● WHAT THIS TASK INVOLVES
Select and reproduce each line of the listing below that bears the string "DriverError".
################
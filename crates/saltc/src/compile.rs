//! Per-file compilation: prelude injection, tokenize, parse, codegen,
//! object emission (spec §4.H). Grounded in `original_source/src/frontend/
//! main.cpp`'s per-file loop, translated from its `Lexer`/`Parser`/
//! `IRGenerator` singletons into owned values threaded through one
//! function call.

use std::path::{Path, PathBuf};

use inkwell::context::Context;

use salt_codegen::Emitter;
use salt_common::{CompilerOptions, Diagnostic};
use salt_lexer::{Lexer, Token, TokenKind};

use crate::error::DriverError;
use crate::prelude;
use crate::report::report;

/// What came out of compiling one file.
pub struct FileOutcome {
    /// Path to the emitted object file, or `None` if this file had an
    /// error and emission was skipped (spec §7: "on any error, the object
    /// file is not emitted for that file, but subsequent files are still
    /// compiled").
    pub object_path: Option<PathBuf>,
    pub entry_point_seen: bool,
    pub had_error: bool,
}

/// Splice the prelude's token stream in front of the file's own, the way
/// `main.cpp` concatenates two independently-tokenized `Token` vectors:
/// trailing `Eof`s are dropped and two `Eol`s are inserted as a separator
/// before the real file's tokens begin.
fn build_token_stream(file_tokens: &[Token]) -> Vec<Token> {
    let prelude_lex = Lexer::tokenize(prelude::SOURCE).expect("the embedded prelude always lexes cleanly");
    debug_assert!(prelude_lex.diagnostics.is_empty(), "the embedded prelude must never raise a diagnostic");

    let mut tokens: Vec<Token> = prelude_lex.tokens;
    while matches!(tokens.last(), Some(t) if t.kind == TokenKind::Eof) {
        tokens.pop();
    }
    tokens.push(Token::new(TokenKind::Eol, 0, 0));
    tokens.push(Token::new(TokenKind::Eol, 0, 0));
    tokens.extend_from_slice(file_tokens);
    tokens
}

/// Compile one `.sl` file to an object file named from `index` (spec
/// §4.H "a name derived from an incrementing counter").
pub fn compile_file(index: u32, path: &Path, options: &CompilerOptions) -> Result<FileOutcome, DriverError> {
    let display = path.display().to_string();
    tracing::debug!("compiling {display}");

    let source = std::fs::read_to_string(path)
        .map_err(|e| DriverError::User(format!("could not read '{display}': {e}")))?;

    let lex = Lexer::tokenize(&source).map_err(|e| DriverError::User(format!("{display}: {e}")))?;
    tracing::trace!("tokenized {display}: {} tokens, {} lex diagnostics", lex.tokens.len(), lex.diagnostics.len());

    let tokens = if options.no_std { lex.tokens.clone() } else { build_token_stream(&lex.tokens) };

    let (program, parse_diags) = salt_parser::parse(&tokens);
    tracing::trace!("parsed {display}: {} items, {} parse diagnostics", program.items.len(), parse_diags.len());

    let mut diagnostics: Vec<Diagnostic> = lex.diagnostics;
    diagnostics.extend(parse_diags);

    for d in &diagnostics {
        report(&display, &source, d);
    }

    if diagnostics.iter().any(Diagnostic::is_error_or_worse) {
        return Ok(FileOutcome { object_path: None, entry_point_seen: false, had_error: true });
    }

    let context = Context::create();
    let module_name = path.file_stem().and_then(|s| s.to_str()).unwrap_or("module");
    let mut emitter = Emitter::new(&context, module_name, 0, None).map_err(|e| DriverError::Backend(e.to_string()))?;
    emitter.compile_program(&program).map_err(|e| DriverError::Backend(e.to_string()))?;

    for d in &emitter.diagnostics {
        report(&display, &source, d);
    }

    if emitter.diagnostics.iter().any(Diagnostic::is_error_or_worse) {
        return Ok(FileOutcome { object_path: None, entry_point_seen: emitter.entry_point_seen(), had_error: true });
    }

    let object_path = PathBuf::from(format!("__saltc_obj_{index}.o"));
    emitter.emit_object(&object_path).map_err(|e| DriverError::Backend(e.to_string()))?;
    tracing::debug!("emitted {}", object_path.display());

    Ok(FileOutcome { object_path: Some(object_path), entry_point_seen: emitter.entry_point_seen(), had_error: false })
}

#[cfg(test)]
mod tests {
    use super::*;

    #[test]
    fn prelude_splice_drops_the_prelude_eof_and_appends_the_files_own_tokens() {
        let file_lex = Lexer::tokenize("fn main() -> int:\n\treturn 0\n").unwrap();
        let spliced = build_token_stream(&file_lex.tokens);

        // No `Eof` is left anywhere except the one final token (the file's own).
        let eof_count = spliced.iter().filter(|t| t.kind == TokenKind::Eof).count();
        assert_eq!(eof_count, 1, "exactly one Eof (the file's) should survive the splice");
        assert_eq!(spliced.last().unwrap().kind, TokenKind::Eof);

        // The spliced stream's tail must be exactly the file's own tokens.
        assert_eq!(&spliced[spliced.len() - file_lex.tokens.len()..], file_lex.tokens.as_slice());

        // And it must contain the prelude's own externs ahead of that tail.
        assert!(spliced.len() > file_lex.tokens.len(), "the prelude must contribute tokens of its own");
        assert!(spliced.iter().any(|t| t.kind == TokenKind::Extern), "prelude externs must be present");
    }
}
################
● RESPONSE AREA
use crate::error::DriverError;
pub fn compile_file(index: u32, path: &Path, options: &CompilerOptions) -> Result<FileOutcome, DriverError> {
        .map_err(|e| DriverError::User(format!("could not read '{display}': {e}")))?;
    let lex = Lexer::tokenize(&source).map_err(|e| DriverError::User(format!("{display}: {e}")))?;
    let mut emitter = Emitter::new(&context, module_name, 0, None).map_err(|e| DriverError::Backend(e.to_string()))?;
    emitter.compile_program(&program).map_err(|e| DriverError::Backend(e.to_string()))?;
    emitter.emit_object(&object_path).map_err(|e| DriverError::Backend(e.to_string()))?;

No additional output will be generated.